Aujourd’hui, comme cela a été le cas tout au long de l’histoire et à travers les cultures, il existe différents titres pour ceux qui font et construisent. Un artisan ou un artisan d’art, par exemple, peut produire des arts décoratifs ou utilitaires, comme des courtepointes ou des paniers. Souvent, l’artisan est un travailleur qualifié, mais il n’est pas l’inventeur de l’idée ou de la forme originale. Un artisan peut également être une personne qui crée ses propres modèles, mais qui ne travaille pas dans des formes d’art ou avec des matériaux traditionnellement associés aux « beaux-arts », comme la peinture et la sculpture. Un artisan peut plutôt façonner des bijoux, forger du fer ou souffler du verre pour créer des motifs et des objets de sa propre conception. Ces pièces inventives et habiles sont souvent classées aujourd’hui dans la catégorie des beaux-arts ou de l’artisanat d’art.
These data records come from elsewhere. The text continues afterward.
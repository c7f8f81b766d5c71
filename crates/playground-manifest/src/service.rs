//! Service data model.
//!
//! A [`Service`] is the atomic unit the runner launches: a container image,
//! a host binary, a downloadable release or a set of lifecycle shell hooks.

use crate::hooks::{ReadyHook, ServiceHooks, Watchdog};
use crate::{Error, Result};
use serde::{Deserialize, Serialize};
use std::collections::BTreeMap;
use std::path::PathBuf;
use std::sync::Arc;
use std::time::Duration;

/// Transport protocol of a port
#[derive(Debug, Clone, Copy, Default, PartialEq, Eq, Hash, PartialOrd, Ord, Serialize, Deserialize)]
#[serde(rename_all = "lowercase")]
pub enum Protocol {
    /// TCP
    #[default]
    Tcp,
    /// UDP
    Udp,
}

impl std::fmt::Display for Protocol {
    fn fmt(&self, f: &mut std::fmt::Formatter<'_>) -> std::fmt::Result {
        match self {
            Protocol::Tcp => write!(f, "tcp"),
            Protocol::Udp => write!(f, "udp"),
        }
    }
}

/// A named port exposed by a service
#[derive(Debug, Clone, PartialEq, Eq, Serialize, Deserialize)]
pub struct Port {
    /// Port label, e.g. `http` or `authrpc`
    pub name: String,
    /// Port the process listens on inside its container
    pub container_port: u16,
    /// Transport protocol
    #[serde(default)]
    pub protocol: Protocol,
    /// Host port reserved by the runner
    #[serde(default, skip_serializing_if = "Option::is_none")]
    pub host_port: Option<u16>,
}

/// A reference from one service to a named port of another
#[derive(Debug, Clone, PartialEq, Eq, Serialize, Deserialize)]
pub struct NodeRef {
    /// Target service
    pub service: String,
    /// Port label on the target
    pub port_label: String,
    /// URL scheme prefix, may be empty
    #[serde(default)]
    pub protocol: String,
    /// User prefix, may be empty
    #[serde(default)]
    pub user: String,
}

/// When a dependency counts as satisfied
#[derive(Debug, Clone, Copy, Default, PartialEq, Eq, Serialize, Deserialize)]
#[serde(rename_all = "lowercase")]
pub enum DependsOnCondition {
    /// The dependency's process has started
    Started,
    /// The dependency's ready check passes
    #[default]
    Healthy,
}

/// A startup dependency on another service
#[derive(Debug, Clone, PartialEq, Eq, Serialize, Deserialize)]
pub struct DependsOn {
    /// Service depended on
    pub name: String,
    /// Condition to wait for
    #[serde(default)]
    pub condition: DependsOnCondition,
}

/// Archive format of a release asset
#[derive(Debug, Clone, Copy, PartialEq, Eq, Serialize, Deserialize)]
pub enum ReleaseFormat {
    /// Gzipped tarball containing the binary
    #[serde(rename = "tar.gz")]
    TarGz,
    /// Zip archive containing the binary
    #[serde(rename = "zip")]
    Zip,
    /// The asset is the binary itself
    #[serde(rename = "binary")]
    Binary,
}

/// A binary published as a GitHub release asset
#[derive(Debug, Clone, PartialEq, Eq, Serialize, Deserialize)]
pub struct Release {
    /// Binary name
    pub name: String,
    /// GitHub organisation
    pub org: String,
    /// GitHub repository
    pub repo: String,
    /// Release tag
    pub version: String,
    /// `goos/goarch` (e.g. `linux/amd64`) to the arch triple used in asset names
    #[serde(default)]
    pub arch: BTreeMap<String, String>,
    /// Asset format
    pub format: ReleaseFormat,
}

impl Release {
    /// Key of the cache directory under the home directory
    pub fn cache_key(&self) -> String {
        format!("{}-{}", self.name, self.version)
    }

    /// Arch triple for a `goos/goarch` platform
    pub fn arch_for(&self, platform: &str) -> Result<&str> {
        self.arch.get(platform).map(String::as_str).ok_or_else(|| {
            Error::Release(format!(
                "release {} has no asset for platform {}",
                self.name, platform
            ))
        })
    }

    /// Download URL of the asset for a `goos/goarch` platform
    pub fn download_url(&self, platform: &str) -> Result<String> {
        let base = format!(
            "https://github.com/{}/{}/releases/download/{}",
            self.org, self.repo, self.version
        );
        Ok(match self.format {
            ReleaseFormat::TarGz => format!(
                "{}/{}-{}-{}.tar.gz",
                base,
                self.name,
                self.version,
                self.arch_for(platform)?
            ),
            ReleaseFormat::Zip => format!(
                "{}/{}-{}-{}.zip",
                base,
                self.name,
                self.version,
                self.arch_for(platform)?
            ),
            ReleaseFormat::Binary => format!("{}/{}", base, self.name),
        })
    }
}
Dans de nombreuses cultures pendant une grande partie de l’histoire, ceux qui produisaient, embellissaient, peignaient et construisaient n’étaient pas considérés comme des artistes tels que nous les concevons aujourd’hui. Il s’agissait d’artisans et de métiers d’art, et leur rôle était de fabriquer les objets et de construire les structures pour lesquels ils étaient engagés, selon la conception (la leur ou celle d’un autre) convenue avec ceux pour qui ils travaillaient. Cela ne veut pas dire qu’ils n’étaient pas formés. En Europe médiévale, ou au Moyen Âge (Ve-XVe siècles), par exemple, un artisan commençait généralement vers l’âge de douze ans comme apprenti, c’est-à-dire un étudiant qui apprenait tous les aspects d’une profession auprès d’un maître qui avait son propre atelier. L’apprentissage durait de cinq à neuf ans, voire plus, et comprenait l’apprentissage de métiers allant de la peinture à la boulangerie, de la maçonnerie à la fabrication de bougies. À la fin de cette période, un apprenti devenait un compagnon et était autorisé à devenir membre de la guilde artisanale qui supervisait la formation et les normes pour les personnes travaillant dans ce métier. Pour obtenir le statut complet dans la guilde, un compagnon devait achever son « chef-d’œuvre », démontrant ainsi une compétence et un savoir-faire suffisants pour être nommé maître.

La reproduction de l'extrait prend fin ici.